Fonte's text demonstrates a keen understanding of the conventions of the Renaissance chivalric romance, and the textual notes do an excellent job of noting where she borrowed or adapted these conventions from the earlier works of Boiardo and Ariosto. Fonte's originality appears primarily in her characters. The female knight Risamante's goal is the reclaiming of her inheritance and kingdom; unlike the female knights of male-authored chivalric romances, she has no love interest nor does she marry, although the prophesy regarding her daughter Salarisa as the ancestor of the Medici suggests that Fonte planned to have her wed later in the narrative.

Other characters, perhaps more traditional in behavior, are not the stock characters of chivalric romance either. Circetta is an enchantress, but unlike other enchantresses that appear in Renaissance chivalric romance, she is not a seductress, as Fonte emphasizes repeatedly. In fact, Fonte suggests that Circetta will be seduced by the knight Silano later in the text, although this does not appear in the published cantos.
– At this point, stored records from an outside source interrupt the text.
//! Storage operations for the InMemory backend

use std::collections::BTreeSet;

use tracing::debug;

use super::{InMemory, Tables};
use crate::Result;
use crate::backend::{self, BackendError};
use crate::order::{self, ImageField, ItemId, ItemPatch, NewItem, OrderUpdate, OrderedItem, Scope};

fn find_mut(tables: &mut Tables, scope: Scope, id: ItemId) -> Result<&mut OrderedItem> {
    tables
        .items
        .get_mut(&scope)
        .and_then(|items| items.iter_mut().find(|item| item.id == id))
        .ok_or_else(|| BackendError::ItemNotFound { scope, id }.into())
}

pub(crate) async fn fetch_collection(backend: &InMemory, scope: Scope) -> Result<Vec<OrderedItem>> {
    let tables = backend.tables.read().await;
    let mut items = tables.items.get(&scope).cloned().unwrap_or_default();
    order::sort_by_order(&mut items);
    Ok(items)
}

pub(crate) async fn bulk_update_order(
    backend: &InMemory,
    scope: Scope,
    updates: &[OrderUpdate],
) -> Result<()> {
    let mut tables = backend.tables.write().await;
    let items = tables.items.entry(scope).or_default();

    // Check every id before touching anything
    let known: BTreeSet<ItemId> = items.iter().map(|item| item.id).collect();
    if let Some(missing) = updates.iter().find(|u| !known.contains(&u.id)) {
        return Err(BackendError::ItemNotFound {
            scope,
            id: missing.id,
        }
        .into());
    }

    let changed = order::apply_updates(items, updates);
    debug!(%scope, requested = updates.len(), changed, "Applied bulk order update");
    Ok(())
}

pub(crate) async fn delete_item(backend: &InMemory, scope: Scope, id: ItemId) -> Result<()> {
    let mut tables = backend.tables.write().await;
    let items = tables.items.entry(scope).or_default();
    let before = items.len();
    items.retain(|item| item.id != id);
    if items.len() == before {
        return Err(BackendError::ItemNotFound { scope, id }.into());
    }
    Ok(())
}

pub(crate) async fn create_item(
    backend: &InMemory,
    scope: Scope,
    item: NewItem,
) -> Result<OrderedItem> {
    backend::check_new_item(scope, &item)?;

    let mut tables = backend.tables.write().await;
    tables.last_id += 1;
    let id = tables.last_id;
    let items = tables.items.entry(scope).or_default();
    let created = OrderedItem::new(id, backend::creation_order(items, &item), item.payload);
    items.push(created.clone());
    Ok(created)
}

pub(crate) async fn update_item(
    backend: &InMemory,
    scope: Scope,
    id: ItemId,
    patch: ItemPatch,
) -> Result<OrderedItem> {
    let mut tables = backend.tables.write().await;
    let item = find_mut(&mut tables, scope, id)?;
    // Edit a copy so a rejected patch leaves the stored item untouched
    let mut edited = item.clone();
    backend::apply_patch(scope, &mut edited, patch)?;
    *item = edited.clone();
    Ok(edited)
}

pub(crate) async fn set_active(
    backend: &InMemory,
    scope: Scope,
    id: ItemId,
    active: bool,
) -> Result<OrderedItem> {
    let mut tables = backend.tables.write().await;
    let item = find_mut(&mut tables, scope, id)?;
    item.active = active;
    Ok(item.clone())
}

pub(crate) async fn clear_image(
    backend: &InMemory,
    scope: Scope,
    id: ItemId,
    field: ImageField,
) -> Result<OrderedItem> {
    let mut tables = backend.tables.write().await;
    let item = find_mut(&mut tables, scope, id)?;
    backend::clear_image_field(scope, item, field)?;
    Ok(item.clone())
}
mod backend;
mod cli;
mod commands;
mod output;

use clap::Parser;
use tracing_subscriber::EnvFilter;

use crate::cli::{Cli, Commands};

#[tokio::main]
async fn main() -> Result<(), Box<dyn std::error::Error>> {
    let cli = Cli::parse();

    // The server logs at info, one-shot commands stay quiet unless RUST_LOG says otherwise
    let directive = match cli.command {
        None | Some(Commands::Serve(_)) => "vitrina=info",
        Some(_) => "vitrina=warn",
    };
    tracing_subscriber::fmt()
        .with_env_filter(EnvFilter::from_default_env().add_directive(directive.parse()?))
        .with_writer(std::io::stderr)
        .init();

    let format = cli.format;
    match cli.command {
        Some(Commands::Serve(args)) => commands::serve::run(&args).await,
        Some(Commands::Health(args)) => commands::health::run(&args).await,
        Some(Commands::List(args)) => commands::items::list(&args, format).await,
        Some(Commands::Add(args)) => commands::items::add(&args, format).await,
        Some(Commands::Swap(args)) => commands::items::swap(&args, format).await,
        Some(Commands::Remove(args)) => commands::items::remove(&args, format).await,
        Some(Commands::Toggle(args)) => commands::items::toggle(&args, format).await,
        None => commands::serve::run(&cli::ServeArgs::from_env()).await,
    }
}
In romances of chivalry, women and property are often presented as prizes to the victorious knight, but neither the princess Celsidea nor Risamante's sister Biondaura offers herself or her kingdom as a prize to her champion. Although Odoria is clearly not a knight, she continues to cross-dress as one, even while escorted by Risardo. Male characters also vary from the established expectations of chivalric romance. Fonte's virtuous males, such as Floridoro and Nicobaldo, are characterized by their faithfulness and chastity, attributes usually celebrated in women, not men. Floridoro is presented in distinctly feminine terms, and the description of his extraordinary beauty is far more detailed and extensive than any physical description of a woman in the text. The femininity of his appearance is emphasized in 5.46: "Love laughed in his tranquil brow; / rather he appeared Love's very image. / His splendid white and vermilion complexion/made everyone eager to contemplate him./ Every part of him, except his speech,/appeared that of an illustrious and beautiful girl." As the textual notes observe, Floridoro also dresses in white, the color of women warriors in Renaissance chivalric epics (72 n. 24). The motif of mirrors runs as a unifying device throughout the narrative, emphasizing that the characters are not what they originally may seem to be. As Floridoro mirrors a woman in his physical appearance, so do Risamante and Odoria mirror men in their dress and demeanor. Although opposites in personality, Risamante and Biondaura are described physically as mirror images of each other, emphasized by the confusion that ensues when Risamante, after removing her helmet, is mistaken for Biondaura in Cantos 2 and 13.

For those who would like to compare the English translation to the Italian original, the edition includes an appendix that contains the complete Cantos 1 and 2, and parts of Cantos 4, 8, 11, and 13 in Italian. Since Fonte's narrative style, as is typical of the romance of chivalry, intricately ties together a number of plot lines filled with numerous secondary characters, an appendix containing a list of characters also would have been a useful addition, especially for students not familiar with the chivalric romance genre. In every other way, Floridoro: A Chivalric Romance is a fine addition to the Other Voices in Early Modern Europe series. It is accessible enough to use in the classroom, and scholarly enough to include in any research library.